Und diese Lebensauffaussung bleibt ihm auch nach der Krankheit. Denn er gesundet wirklich und erkämpft sich eine Beherrschung und Stählung der Kräfte, die er früher nicht geahnt hatte. Aber seine Weltanschauung wird nur teilweise zu Leben, sie äuβert sich mehr in seiner Art zu beobachten und zu denken als in seinem Handeln. Immerhin ändert sich auch sein äuβeres Leben ; seine Studien gehen andere Wege und nach anderen  Zielen und, nach Frankreich zurückgekehrt, nimmt er sich der Verwaltung seiner Güter, die er früher kaum gekannt hatte, selber an, wobei sein Besitzergefühl mit seinem Hang zur Begünstigung des Lasters, Ungehorsams u.s.w. öfters in fast possierliche Konflikte gerät. So geht er z.B. im eigenem Wald nächtlich zum Wildern.

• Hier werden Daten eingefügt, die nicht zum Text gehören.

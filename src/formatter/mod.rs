//! Formatter adapter around the `comrak` Markdown engine.
//!
//! [`format`] is a pure function of the document text and the persisted
//! options string: the options are merged with the fixed `markdown` parser
//! selection, the text is parsed into a CommonMark/GFM tree, and the tree is
//! written back out as canonical Markdown. Wiki links, embeds, tags and other
//! note syntax come out as written.

mod note_syntax;
pub mod options;
mod wrap;

use std::io;

use comrak::nodes::{AstNode, NodeValue};
use comrak::{Arena, ComrakOptions, format_commonmark, parse_document};
use thiserror::Error;

use crate::utils::line_ending::{LineEnding, detect_line_ending, normalize_line_ending};

pub use options::{EndOfLine, FormatOptions, ProseWrap, merge_options};

const FRONT_MATTER_DELIMITER: &str = "---";

/// Errors raised while preparing options or formatting a document
#[derive(Debug, Error)]
pub enum FormatError {
    #[error("Invalid formatter options: {0}")]
    InvalidJson(#[source] serde_json::Error),

    #[error("Formatter options must be a JSON object, found {found}")]
    NotAnObject { found: &'static str },

    #[error("Invalid formatter option: {0}")]
    InvalidOptions(#[source] serde_json::Error),

    #[error("Unable to parse Markdown: unexpected NUL character at line {line}, column {column}")]
    Unparseable { line: usize, column: usize },

    #[error("Failed to render Markdown: {0}")]
    Render(#[from] io::Error),
}

/// Format `text` with the persisted `options` string.
pub fn format(text: &str, options: &str) -> Result<String, FormatError> {
    let options = FormatOptions::from_settings(options)?;
    format_with(text, &options)
}

/// Format `text` with already validated options.
pub fn format_with(text: &str, options: &FormatOptions) -> Result<String, FormatError> {
    ensure_parseable(text)?;

    let arena = Arena::new();
    let engine = engine_options(options);
    let root = parse_document(&arena, text, &engine);

    if options.prose_wrap == ProseWrap::Never {
        join_soft_breaks(root);
    }
    note_syntax::keep_note_syntax(&arena, root);
    if options.prose_wrap == ProseWrap::Always {
        wrap::pin_unsafe_breaks(&arena, root);
    }

    let mut output = Vec::with_capacity(text.len());
    format_commonmark(root, &engine, &mut output)?;
    let rendered =
        String::from_utf8(output).map_err(|e| FormatError::Render(io::Error::new(io::ErrorKind::InvalidData, e)))?;

    let target = match options.end_of_line {
        EndOfLine::Lf => LineEnding::Lf,
        EndOfLine::Crlf => LineEnding::Crlf,
        EndOfLine::Auto => detect_line_ending(text),
    };
    Ok(normalize_line_ending(&rendered, target))
}

/// Reject binary content: a NUL character never occurs in a text note.
fn ensure_parseable(text: &str) -> Result<(), FormatError> {
    for (index, line) in text.split('\n').enumerate() {
        if let Some(byte_offset) = line.find('\0') {
            return Err(FormatError::Unparseable {
                line: index + 1,
                column: line[..byte_offset].chars().count() + 1,
            });
        }
    }
    Ok(())
}

fn engine_options(options: &FormatOptions) -> ComrakOptions<'static> {
    let mut engine = ComrakOptions::default();
    engine.extension.table = true;
    engine.extension.strikethrough = true;
    engine.extension.tasklist = true;
    engine.extension.footnotes = true;
    engine.extension.front_matter_delimiter = Some(FRONT_MATTER_DELIMITER.to_string());
    // Bare URLs stay text: the autolink extension would rewrite `www.` hosts
    // into `[www.x](http://www.x)` and other URLs into `<...>`.
    engine.extension.autolink = false;
    engine.render.width = match options.prose_wrap {
        ProseWrap::Always => options.print_width.get(),
        ProseWrap::Never | ProseWrap::Preserve => 0,
    };
    engine
}

fn join_soft_breaks<'a>(root: &'a AstNode<'a>) {
    for node in root.descendants() {
        let mut ast = node.data.borrow_mut();
        if matches!(ast.value, NodeValue::SoftBreak) {
            ast.value = NodeValue::Text(" ".to_string());
        }
    }
}
use std::path::PathBuf;

use clap::{Parser, Subcommand};
use clap_complete::Shell;
use colored::*;

use vaultfmt_lib::exit_codes;
use vaultfmt_lib::host::Position;

mod commands;

#[derive(Parser)]
#[command(name = "vaultfmt", author, version, about, long_about = None)]
pub struct Cli {
    /// Vault root directory (holds the notes and .vaultfmt/data.json)
    #[arg(long, global = true, default_value = ".")]
    vault: PathBuf,

    /// Show detailed output
    #[arg(short, long, global = true)]
    verbose: bool,

    /// Only print errors
    #[arg(short, long, global = true)]
    quiet: bool,

    /// Disable colored output
    #[arg(long, global = true)]
    no_color: bool,

    #[command(subcommand)]
    command: Commands,
}

#[derive(Subcommand)]
enum Commands {
    /// Format one note in place (the "Run" command)
    Run {
        /// Note to open as the active view
        file: PathBuf,

        /// Cursor line to restore after formatting (zero-based)
        #[arg(long, default_value_t = 0)]
        line: usize,

        /// Cursor column to restore after formatting (zero-based, in characters)
        #[arg(long, default_value_t = 0)]
        ch: usize,
    },

    /// Format every note in the vault (the ribbon action)
    All {
        /// Skip files matched by .gitignore and .ignore files
        #[arg(long)]
        respect_gitignore: bool,
    },

    /// Show or edit the formatter options
    Settings {
        #[command(subcommand)]
        action: SettingsAction,
    },

    /// List the registered command and ribbon action
    Commands,

    /// Generate shell completion scripts
    Completions {
        /// Shell to generate completions for (detected from $SHELL if omitted)
        shell: Option<Shell>,

        /// List available shells
        #[arg(long)]
        list: bool,
    },
}

#[derive(Subcommand)]
enum SettingsAction {
    /// Print the settings panel and the stored options
    Show,

    /// Replace the formatter options (saved only if the text is a JSON object)
    Set {
        /// JSON object with formatter options, e.g. '{"proseWrap": "always"}'
        options: String,
    },
}

fn init_logging(cli: &Cli) {
    let default_level = if cli.verbose {
        "debug"
    } else if cli.quiet {
        "error"
    } else {
        "warn"
    };
    env_logger::Builder::from_env(env_logger::Env::default().default_filter_or(default_level))
        .format_timestamp(None)
        .init();
}

#[tokio::main(flavor = "current_thread")]
async fn main() {
    let cli = Cli::parse();
    init_logging(&cli);

    if cli.no_color {
        colored::control::set_override(false);
    }

    let result = match &cli.command {
        Commands::Run { file, line, ch } => {
            commands::run::handle_run(&cli.vault, file, Position::new(*line, *ch), cli.quiet).await
        }
        Commands::All { respect_gitignore } => {
            commands::all::handle_all(&cli.vault, *respect_gitignore, cli.quiet).await
        }
        Commands::Settings { action } => match action {
            SettingsAction::Show => commands::settings::handle_show(&cli.vault).await,
            SettingsAction::Set { options } => commands::settings::handle_set(&cli.vault, options, cli.quiet).await,
        },
        Commands::Commands => {
            commands::list::handle_commands();
            Ok(exit_codes::SUCCESS)
        }
        Commands::Completions { shell, list } => {
            commands::completions::handle_completions(*shell, *list);
            Ok(exit_codes::SUCCESS)
        }
    };

    match result {
        Ok(code) => std::process::exit(code),
        Err(e) => {
            eprintln!("{}: {e:#}", "Error".red().bold());
            exit_codes::tool_error();
        }
    }
}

Inzwischen bereitete sich das Verhängnis vor. Marzeline hat damals, während sie den kranken Gatten pflegte, sich eine Ansteckung zugezogen, die nun allmählich zum Ausbruch kommt. Und bei ihr hilft Reisen und Pflegen nichts mehr. In unheimlicher Hast suchen die beiden alle jene südlichen Orte auf, die einst Stationen für Michels Genesung bezeichneten, aber umsonst. Und während er sie langsam sterben sieht, ohne sie pflegen zu können, wie sie es einst an ihm tat, wendet sich seine Scheu vor allem Kranken auch gegen sie. Der Kampf dieser Regungen mit seiner Scheu und seinem Schuldgefühl reibt ihn auf und nach ihrem Tode bleibt er freudlos und ohne Tätigkeit in Biskra, einem vegetativen, orientalisch schlaffen Halbleben hingegeben. Schlieβlich ruft er Freunde zur Hilfe, denen er seine Geschichte mitteilt ; ob es diesen Freunden gelingen wird, ihn zur Tätigkeit und Lebensfreude zurückzuführen, bleibt offene Frage.

Der Autor vergleicht in einer unnötigen Vorrede sein Buch mit Wüstenfrüchten, « die an verdorrten Orten wachsen und dem Durst nur einen wilderen Brand darbieten, doch auf dem Goldsand nicht ohne Schönheit sind. » Der Vergleich ist gut und bescheiden.